Karl Ernst Wedel (February 7, 1813 – June 17, 1902) was a German confectioner of the Wedel family, who settled in Warsaw.

== Early life ==
He was a member of the Evangelical-Augsburg Church in Poland.

Wedel came to Warsaw at the beginning of 1845 and began to work with Karl Grohnert, who was an owner of a confectionery store at 12 Piwna Street. The collaboration between them was a success and won them a large group of loyal customers.

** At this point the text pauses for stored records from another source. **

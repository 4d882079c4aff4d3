use std::time::Duration;

use shared::error::PayloadError;
use thiserror::Error;

#[derive(Debug, Error)]
pub enum HubError {
    #[error("hub url must start with http://, https://, ws:// or wss://: {0}")]
    UnsupportedScheme(String),
    #[error("failed to connect hub websocket {url}: {source}")]
    Connect {
        url: String,
        #[source]
        source: tokio_tungstenite::tungstenite::Error,
    },
    #[error("hub handshake rejected: {0}")]
    Handshake(String),
    #[error("hub handshake not completed within {0:?}")]
    HandshakeTimeout(Duration),
    #[error("hub connection closed during handshake")]
    ClosedDuringHandshake,
    #[error("invalid hub frame: {0}")]
    Frame(#[from] serde_json::Error),
    #[error("hub websocket failed: {0}")]
    Transport(#[from] tokio_tungstenite::tungstenite::Error),
}

#[derive(Debug, Error)]
pub enum LoadError {
    #[error("snapshot retry policy needs at least one attempt")]
    NoAttempts,
    #[error("snapshot request failed: {0}")]
    Http(#[from] reqwest::Error),
    #[error("invalid snapshot url: {0}")]
    Url(#[from] url::ParseError),
    #[error("invalid snapshot payload: {0}")]
    Payload(#[from] PayloadError),
}

#[derive(Debug, Error)]
pub enum StreamInfoError {
    #[error("stream info url is not configured")]
    NotConfigured,
    #[error("stream info request failed: {0}")]
    Http(#[from] reqwest::Error),
}

#[derive(Debug, Error)]
pub enum DashboardError {
    #[error(transparent)]
    Load(#[from] LoadError),
    #[error(transparent)]
    Hub(#[from] HubError),
}
use axum::{http::StatusCode, routing::get, Json, Router};
use serde_json::json;
use tokio::net::TcpListener;

use super::*;

async fn spawn_stream_server() -> anyhow::Result<String> {
    std::env::set_var("NO_PROXY", "127.0.0.1,localhost");
    let listener = TcpListener::bind("127.0.0.1:0").await?;
    let addr = listener.local_addr()?;
    let app = Router::new()
        .route(
            "/streams",
            get(|| async {
                Json(json!([
                    {
                        "ip": "239.1.1.1",
                        "port": 1234,
                        "bitrateMbps": 7.5,
                        "programs": [{
                            "programId": 1,
                            "isProblematic": true,
                            "streams": [{"pid": 256, "type": "video", "lastPTS": "900"}]
                        }]
                    },
                    {"ip": "239.1.1.2", "port": 1234, "programs": []},
                    {"ip": "239.1.1.3", "port": 1234}
                ]))
            }),
        )
        .route(
            "/broken",
            get(|| async { (StatusCode::INTERNAL_SERVER_ERROR, "boom") }),
        );
    tokio::spawn(async move {
        let _ = axum::serve(listener, app).await;
    });
    Ok(format!("http://{addr}"))
}

fn page_size(size: usize) -> NonZeroUsize {
    NonZeroUsize::new(size).expect("non-zero")
}

#[tokio::test]
async fn loads_and_pages_stream_info() {
    let base = spawn_stream_server().await.expect("spawn server");
    let client = StreamInfoClient::new(Client::new(), format!("{base}/streams"));

    let mut view = StreamInfoView::load(&client, page_size(2)).await;

    assert_eq!(view.error(), None);
    assert_eq!(view.pager().total_pages(), 2);
    let first = view.pager().current();
    assert_eq!(first[0].endpoint_key(), "239.1.1.1:1234");
    assert_eq!(first[0].problematic_programs().count(), 1);
    assert_eq!(first[0].programs[0].streams()[0].last_pts.as_deref(), Some("900"));

    let second = view.pager_mut().next();
    assert_eq!(second.len(), 1);
    assert_eq!(second[0].ip, "239.1.1.3");
}

#[tokio::test]
async fn failed_load_shows_error_and_empty_pager() {
    let base = spawn_stream_server().await.expect("spawn server");
    let client = StreamInfoClient::new(Client::new(), format!("{base}/broken"));

    assert!(client.fetch().await.is_err());

    let view = StreamInfoView::load(&client, page_size(2)).await;
    assert_eq!(view.error(), Some(LOAD_FAILED_MESSAGE));
    assert_eq!(view.pager().total_pages(), 0);
    assert!(view.pager().current().is_empty());
}
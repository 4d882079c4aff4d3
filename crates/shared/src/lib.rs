pub mod diagnostics;
pub mod domain;
pub mod error;
pub mod normalize;
pub mod protocol;
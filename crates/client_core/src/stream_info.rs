use std::num::NonZeroUsize;

use reqwest::Client;
use shared::diagnostics::SystemStreamInfo;
use tracing::{error, info};

use crate::{error::StreamInfoError, pager::Pager};

pub const LOAD_FAILED_MESSAGE: &str = "Failed to load stream info";

pub struct StreamInfoClient {
    http: Client,
    url: String,
}

impl StreamInfoClient {
    pub fn new(http: Client, url: impl Into<String>) -> Self {
        Self {
            http,
            url: url.into(),
        }
    }

    pub async fn fetch(&self) -> Result<Vec<SystemStreamInfo>, StreamInfoError> {
        let streams = self
            .http
            .get(&self.url)
            .send()
            .await?
            .error_for_status()?
            .json::<Vec<SystemStreamInfo>>()
            .await?;
        Ok(streams)
    }
}

/// Stream diagnostics fetched once and paged locally.
pub struct StreamInfoView {
    pager: Pager<SystemStreamInfo>,
    error: Option<String>,
}

impl StreamInfoView {
    pub async fn load(client: &StreamInfoClient, page_size: NonZeroUsize) -> Self {
        match client.fetch().await {
            Ok(streams) => {
                info!(streams = streams.len(), "stream info loaded");
                Self {
                    pager: Pager::new(streams, page_size),
                    error: None,
                }
            }
            Err(err) => {
                error!(url = %client.url, error = %err, "stream info load failed");
                Self {
                    pager: Pager::new(Vec::new(), page_size),
                    error: Some(LOAD_FAILED_MESSAGE.to_string()),
                }
            }
        }
    }

    pub fn error(&self) -> Option<&str> {
        self.error.as_deref()
    }

    pub fn pager(&self) -> &Pager<SystemStreamInfo> {
        &self.pager
    }

    pub fn pager_mut(&mut self) -> &mut Pager<SystemStreamInfo> {
        &mut self.pager
    }
}

#[cfg(test)]
#[path = "tests/stream_info_tests.rs"]
mod tests;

Soon afterwards, around 1851, Wedel became financially independent and opened his own store at 12 Miodowa Street, and next door, a steam-powered factory making chocolate. His company, E.Wedel would grow into one of the leading confectionery companies in Poland. A year later, he introduced his widely popular "karmelki smietankowe" ("cream caramels"); the caramels' success was aided by an advertising campaign in "Kurier Warszawski" daily newspaper.

Another product made popular by Wedel was drinking chocolate. The store was selling over five hundred cups a day. As the years passed, more products, under the brands, "Brilliant" and "Dessert", were introduced.

Wedel married Karolina Wisnowska (1819-1893), daughter of another famous Warsaw confectioner. In 1864, Wedel's son, Emil Albert Friedrich Wedel (1841-1919) returned from an apprenticeship tour of confectioneries in Germany, Switzerland, England, and France, and received a Ph.D. in chemistry (in particular food chemistry). On his return he joined the family business. In 1876, his father gave him the company as a wedding gift on the day of his marriage.